St John Ambulance’s survey assessed the extent to which workplaces recognised their first aid needs, supplied first aid equipment and appropriately trained first aiders. Over half of workplaces (55%) were unaware of the code of practice, although the CEO of St John’s Ambulance admitted the survey targeted low-risk workplaces and he recognised that large, high-risk workplaces tended to be more compliant.
While these results may come as a surprise to many Australians, for those of us who work in occupational health and safety it’s business as usual. Observations of the gap between knowledge of what action would prevent work-related ill health and implementation of preventative measures are common.
We have known how to prevent noise-induced hearing loss for decades, for instance, but it’s still responsible for 3.6% of all workers compensation claims in Australia. Safe Work Australia has codes of practice for noise control too. And while a new code for manual handling was issued by Safe Work Australia in 2011, musculoskeletal disorders are still responsible for more than half of all workers’ compensation claims, and an even higher proportion of costs.
But what’s most surprising is how little we know about what works in occupational health and safety regulation.
Health and safety regulations prescribe a general duty of care for employers to provide safe and healthy working environments. They also provide for the empowerment of selected workers to play a role in assisting employers to meet these obligations or, at least, to hold them to account.
Employers have the responsibility to assess the health and safety risks of their businesses and to control them. And the role of government OHS authorities is to regulate their self-regulation.
In keeping with the findings of the St John study on first aid, this approach seems to have worked best for large organisations whose work processes have significant physical hazards. Such organisations are sensitive to the loss of reputation arising from causing fatalities or serious injuries. But in recent decades, the nature of work, workplaces and workforces have changed dramatically and how governments can and should regulate for health and safety compliance has become a pressing question.

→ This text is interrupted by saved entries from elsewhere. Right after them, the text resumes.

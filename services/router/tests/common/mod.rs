//! Shared fixtures for router integration tests

#![allow(dead_code)]

use anyhow::{bail, Result};
use async_trait::async_trait;
use eddy_router::{CallBackend, QuoteRequest, RouterError, SourceQuoter};
use ethereum_types::{H160, U256};
use parking_lot::Mutex;
use std::time::Duration;
use types::{
    pow10, Hop, MarketSnapshot, PoolKey, Quote, QuoteMetadata, SourceKind, Token, V2PoolSnapshot,
    V3PoolSnapshot,
};

pub fn addr(n: u64) -> H160 {
    H160::from_low_u64_be(n)
}

pub fn word(value: U256) -> [u8; 32] {
    let mut out = [0u8; 32];
    value.to_big_endian(&mut out);
    out
}

/// 18-decimal input token, sorts first
pub fn token_a() -> Token {
    Token::new(addr(1), 18, "AAA")
}

/// 6-decimal output token
pub fn token_b() -> Token {
    Token::new(addr(2), 6, "BBB")
}

/// 18-decimal intermediate token
pub fn token_mid() -> Token {
    Token::new(addr(3), 18, "MID")
}

pub fn human(amount: u64, decimals: u8) -> U256 {
    U256::from(amount) * pow10(decimals).unwrap()
}

pub fn market_with_tokens() -> MarketSnapshot {
    let mut market = MarketSnapshot::new();
    for token in [token_a(), token_b(), token_mid()] {
        market.add_token(token);
    }
    market
}

pub fn add_v2(market: &mut MarketSnapshot, a: &Token, b: &Token, reserve_a: U256, reserve_b: U256, stable: bool) {
    let (reserve0, reserve1) = if a.address < b.address {
        (reserve_a, reserve_b)
    } else {
        (reserve_b, reserve_a)
    };
    market.insert_v2(
        a.address,
        b.address,
        V2PoolSnapshot {
            reserve0,
            reserve1,
            stable,
            fee_bps: None,
            address: None,
        },
    );
}

/// V3 pool priced at tick 0 (1:1 raw units)
pub fn add_v3_unit(market: &mut MarketSnapshot, a: H160, b: H160, tick_spacing: i32) {
    market.insert_v3(
        a,
        b,
        V3PoolSnapshot {
            sqrt_price_x96: U256::one() << 96,
            current_tick: 0,
            tick_spacing,
            exists: true,
            address: None,
        },
    );
}

/// Quoter with a canned answer and an optional delay before it
pub struct FixedQuoter {
    pub kind: SourceKind,
    pub amount_out: Option<u64>,
    pub delay: Option<Duration>,
    /// Only requests with this raw input are delayed
    pub delay_for_amount: Option<U256>,
}

impl FixedQuoter {
    pub fn new(kind: SourceKind, amount_out: Option<u64>) -> Self {
        Self {
            kind,
            amount_out,
            delay: None,
            delay_for_amount: None,
        }
    }

    pub fn slow_for(mut self, amount_in: U256, delay: Duration) -> Self {
        self.delay = Some(delay);
        self.delay_for_amount = Some(amount_in);
        self
    }
}

#[async_trait]
impl SourceQuoter for FixedQuoter {
    fn kind(&self) -> SourceKind {
        self.kind
    }

    async fn quote(&self, request: &QuoteRequest, _market: &MarketSnapshot) -> Result<Option<Quote>, RouterError> {
        if let (Some(delay), Some(amount)) = (self.delay, self.delay_for_amount) {
            if request.amount_in == amount {
                tokio::time::sleep(delay).await;
            }
        }
        Ok(self.amount_out.map(|amount_out| Quote {
            source: self.kind,
            amount_in: request.amount_in,
            amount_out: U256::from(amount_out),
            out_decimals: request.token_out.decimals,
            hops: vec![Hop {
                token_in: request.token_in.address,
                token_out: request.token_out.address,
                pool: PoolKey::v2(request.token_in.address, request.token_out.address, false),
            }],
            metadata: QuoteMetadata::default(),
        }))
    }
}

pub enum Reply {
    Words(Vec<[u8; 32]>),
    Raw(Vec<u8>),
    Revert,
}

/// Call backend that answers every call with one scripted reply and records calldata
pub struct RecordingBackend {
    reply: Reply,
    pub calls: Mutex<Vec<(H160, Vec<u8>)>>,
}

impl RecordingBackend {
    pub fn new(reply: Reply) -> Self {
        Self {
            reply,
            calls: Mutex::new(Vec::new()),
        }
    }

    pub fn call_count(&self) -> usize {
        self.calls.lock().len()
    }
}

#[async_trait]
impl CallBackend for RecordingBackend {
    async fn call(&self, to: H160, data: Vec<u8>) -> Result<Vec<u8>> {
        self.calls.lock().push((to, data));
        match &self.reply {
            Reply::Words(words) => Ok(words.concat()),
            Reply::Raw(bytes) => Ok(bytes.clone()),
            Reply::Revert => bail!("execution reverted"),
        }
    }
}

As work has shifted from manufacturing to knowledge industries (and intensified), injuries have declined and been replaced by musculoskeletal disorders and psychological ill health. In 2010, the Productivity Commission found that inspectorates around Australia were not well equipped to meet the new challenge of mental health.

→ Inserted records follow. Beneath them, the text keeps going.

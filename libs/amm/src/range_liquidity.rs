//! Liquidity position sizing over a price range
//!
//! Suggests the companion deposit for a single-sided input using the standard
//! concentrated-liquidity invariant. Everything is `f64`: the output only sizes a
//! suggested deposit, the enforced bounds come from [`crate::slippage`].

use crate::error::AmmError;
use serde::{Deserialize, Serialize};
use tracing::debug;

/// Human-readable price bounds, always `lower <= upper` after construction
#[derive(Debug, Clone, Copy, PartialEq, Serialize, Deserialize)]
pub struct PriceRange {
    pub lower: f64,
    pub upper: f64,
}

impl PriceRange {
    /// Build a range, swapping out-of-order bounds
    pub fn new(a: f64, b: f64) -> Self {
        if a <= b {
            Self { lower: a, upper: b }
        } else {
            Self { lower: b, upper: a }
        }
    }

    /// `(0, ∞)`
    pub fn full() -> Self {
        Self {
            lower: 0.0,
            upper: f64::INFINITY,
        }
    }

    pub fn validate(&self) -> Result<(), AmmError> {
        let ordered = self.lower < self.upper;
        if self.lower.is_nan() || self.upper.is_nan() || self.lower < 0.0 || !ordered {
            return Err(AmmError::DegenerateRange {
                lower: self.lower,
                upper: self.upper,
            });
        }
        Ok(())
    }
}

/// Current price and the range a position will cover
#[derive(Debug, Clone, Copy, PartialEq, Serialize, Deserialize)]
pub struct RangePosition {
    pub current_price: f64,
    pub range: PriceRange,
}

impl RangePosition {
    pub fn new(current_price: f64, lower: f64, upper: f64) -> Self {
        Self {
            current_price,
            range: PriceRange::new(lower, upper),
        }
    }
}

#[derive(Debug, Clone, Copy, PartialEq, Eq)]
pub struct RequiredTokens {
    pub needs_token0: bool,
    pub needs_token1: bool,
    pub single_sided: bool,
}

/// Suggested deposit in human units
#[derive(Debug, Clone, Copy, PartialEq, Default, Serialize, Deserialize)]
pub struct PositionAmounts {
    pub amount0: f64,
    pub amount1: f64,
}

/// Which tokens a position over `[lower, upper]` holds at `current_price`
///
/// At or below `lower` the position is all token0, waiting for the price to rise;
/// at or above `upper` it is all token1.
pub fn required_tokens(current_price: f64, lower: f64, upper: f64) -> RequiredTokens {
    let range = PriceRange::new(lower, upper);
    if current_price <= range.lower {
        RequiredTokens {
            needs_token0: true,
            needs_token1: false,
            single_sided: true,
        }
    } else if current_price >= range.upper {
        RequiredTokens {
            needs_token0: false,
            needs_token1: true,
            single_sided: true,
        }
    } else {
        RequiredTokens {
            needs_token0: true,
            needs_token1: true,
            single_sided: false,
        }
    }
}

fn check_inputs(amount: f64, current_price: f64, range: &PriceRange) -> Result<(), AmmError> {
    range.validate()?;
    if !current_price.is_finite() || current_price <= 0.0 {
        return Err(AmmError::InvalidPrice {
            price: current_price,
        });
    }
    if !amount.is_finite() || amount < 0.0 {
        return Err(AmmError::InvalidAmount { amount });
    }
    Ok(())
}

/// token1 needed alongside `amount0`
///
/// `L = amount0 · √P · √Pb / (√Pb − √P)`, `amount1 = L · (√P − √Pa)`.
/// `L` is evaluated as `amount0 · √P / (1 − √P/√Pb)` so an infinite upper bound
/// yields the full-range limit. Returns 0 when `P <= Pa` (token0 only) or
/// `P > Pb` (no token0 is deposited).
pub fn amount1_from_amount0(
    amount0: f64,
    current_price: f64,
    lower: f64,
    upper: f64,
) -> Result<f64, AmmError> {
    let range = PriceRange::new(lower, upper);
    check_inputs(amount0, current_price, &range)?;

    if current_price <= range.lower || current_price > range.upper {
        return Ok(0.0);
    }

    let sqrt_p = current_price.sqrt();
    let sqrt_pa = range.lower.sqrt();
    let sqrt_pb = range.upper.sqrt();
    if sqrt_pb == sqrt_p {
        return Err(AmmError::DivisionByZero { bound: range.upper });
    }

    let liquidity = amount0 * sqrt_p / (1.0 - sqrt_p / sqrt_pb);
    Ok(liquidity * (sqrt_p - sqrt_pa))
}

/// token0 needed alongside `amount1`
///
/// `L = amount1 / (√P − √Pa)`, `amount0 = L · (1/√P − 1/√Pb)`.
/// Returns 0 when `P >= Pb` (token1 only) or `P < Pa` (no token1 is deposited).
pub fn amount0_from_amount1(
    amount1: f64,
    current_price: f64,
    lower: f64,
    upper: f64,
) -> Result<f64, AmmError> {
    let range = PriceRange::new(lower, upper);
    check_inputs(amount1, current_price, &range)?;

    if current_price >= range.upper || current_price < range.lower {
        return Ok(0.0);
    }

    let sqrt_p = current_price.sqrt();
    let sqrt_pa = range.lower.sqrt();
    let sqrt_pb = range.upper.sqrt();
    if sqrt_p == sqrt_pa {
        return Err(AmmError::DivisionByZero { bound: range.lower });
    }

    let liquidity = amount1 / (sqrt_p - sqrt_pa);
    Ok(liquidity * (1.0 / sqrt_p - 1.0 / sqrt_pb))
}

/// Deposit suggestion for a one-sided user input
///
/// Single-sided ranges short-circuit without square roots: the input is used as-is
/// when it is the needed token, and nothing is suggested when it is not.
pub fn optimal_amounts(
    input_amount: f64,
    input_is_token0: bool,
    position: &RangePosition,
) -> Result<PositionAmounts, AmmError> {
    let range = position.range;
    check_inputs(input_amount, position.current_price, &range)?;

    let required = required_tokens(position.current_price, range.lower, range.upper);
    if required.single_sided {
        let usable = input_is_token0 == required.needs_token0;
        if !usable {
            debug!(
                "Range [{}, {}] at price {} does not take the input token",
                range.lower, range.upper, position.current_price
            );
        }
        let amount = if usable { input_amount } else { 0.0 };
        return Ok(if required.needs_token0 {
            PositionAmounts {
                amount0: amount,
                amount1: 0.0,
            }
        } else {
            PositionAmounts {
                amount0: 0.0,
                amount1: amount,
            }
        });
    }

    if input_is_token0 {
        Ok(PositionAmounts {
            amount0: input_amount,
            amount1: amount1_from_amount0(
                input_amount,
                position.current_price,
                range.lower,
                range.upper,
            )?,
        })
    } else {
        Ok(PositionAmounts {
            amount0: amount0_from_amount1(
                input_amount,
                position.current_price,
                range.lower,
                range.upper,
            )?,
            amount1: input_amount,
        })
    }
}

What’s more, the strength of the employment relationship – a key foundation for the principle of self-regulation – is in decline. Workers are more likely to be employed on a casual basis, and to be employed in smaller businesses with fewer resources for health and safety. And union membership is falling.

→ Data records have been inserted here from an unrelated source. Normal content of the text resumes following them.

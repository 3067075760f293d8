//! Concentrated-liquidity quoter ABI
//!
//! `quoteExactInputSingle` simulates a single-pool swap and reverts the state change,
//! so it is a pure read from the caller's point of view.

use super::{int24_word, param, take_uint, uint_to_u32, view_function, Codec};
use crate::error::CodecError;
use ethabi::{Function, ParamType, Token};
use ethereum_types::{H160, U256};

/// Arguments of `quoteExactInputSingle`
#[derive(Debug, Clone, PartialEq, Eq)]
pub struct QuoteExactInputSingleParams {
    pub token_in: H160,
    pub token_out: H160,
    pub amount_in: U256,
    pub tick_spacing: i32,
    /// Zero disables the price limit
    pub sqrt_price_limit_x96: U256,
}

/// Decoded quoter reply
#[derive(Debug, Clone, PartialEq, Eq)]
pub struct QuoterReply {
    pub amount_out: U256,
    pub sqrt_price_x96_after: U256,
    pub initialized_ticks_crossed: u32,
    pub gas_estimate: U256,
}

/// `quoteExactInputSingle((address,address,uint256,int24,uint160))`
/// returns `(uint256 amountOut, uint160 sqrtPriceX96After, uint32 initializedTicksCrossed, uint256 gasEstimate)`
pub struct QuoteExactInputSingle;

impl Codec for QuoteExactInputSingle {
    type Request = QuoteExactInputSingleParams;
    type Response = QuoterReply;

    const RESPONSE_WORDS: usize = 4;

    fn function() -> Function {
        view_function(
            "quoteExactInputSingle",
            vec![param(
                "params",
                ParamType::Tuple(vec![
                    ParamType::Address,
                    ParamType::Address,
                    ParamType::Uint(256),
                    ParamType::Int(24),
                    ParamType::Uint(160),
                ]),
            )],
            vec![
                param("amountOut", ParamType::Uint(256)),
                param("sqrtPriceX96After", ParamType::Uint(160)),
                param("initializedTicksCrossed", ParamType::Uint(32)),
                param("gasEstimate", ParamType::Uint(256)),
            ],
        )
    }

    fn request_tokens(request: &Self::Request) -> Result<Vec<Token>, CodecError> {
        Ok(vec![Token::Tuple(vec![
            Token::Address(request.token_in),
            Token::Address(request.token_out),
            Token::Uint(request.amount_in),
            Token::Int(int24_word(request.tick_spacing)?),
            Token::Uint(request.sqrt_price_limit_x96),
        ])])
    }

    fn response_from_tokens(tokens: Vec<Token>) -> Result<Self::Response, CodecError> {
        let mut tokens = tokens.into_iter();
        let amount_out = take_uint(tokens.next(), "amountOut")?;
        let sqrt_price_x96_after = take_uint(tokens.next(), "sqrtPriceX96After")?;
        let ticks = take_uint(tokens.next(), "initializedTicksCrossed")?;
        let gas_estimate = take_uint(tokens.next(), "gasEstimate")?;

        Ok(QuoterReply {
            amount_out,
            sqrt_price_x96_after,
            initialized_ticks_crossed: uint_to_u32(ticks, "initializedTicksCrossed")?,
            gas_estimate,
        })
    }
}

Research on the extent of compliance with standards, such as that undertaken by St John’s Ambulance is good start, as is Safe Work Australia’s foray into surveillance of hazards in industry. But we also need more research on how best to use government resources.
Questions being asked include – what is an optimal balance of resources for enforcement, education and encouragement? What is the potential for private-public partnerships in delivery of enforcement, education and encouragement? And how best to use the growing influence of corporate social responsibility?
Research underway at the centre I head is helping WorkSafe Victoria determine the optimal mix of enforcement, compliance, and promotion to ensure that OHS continues to be embraced as a core element of operating a successful business. Other projects, such as one developing reliable leading indicators of safety intervention effectiveness, and the recent evaluation of WorkHealth, which implemented workplace health promotion, will provide evidence for new approaches to address the issues arising in many of today’s workplaces.
* This figure has been corrected. The original version incorrectly said 16%.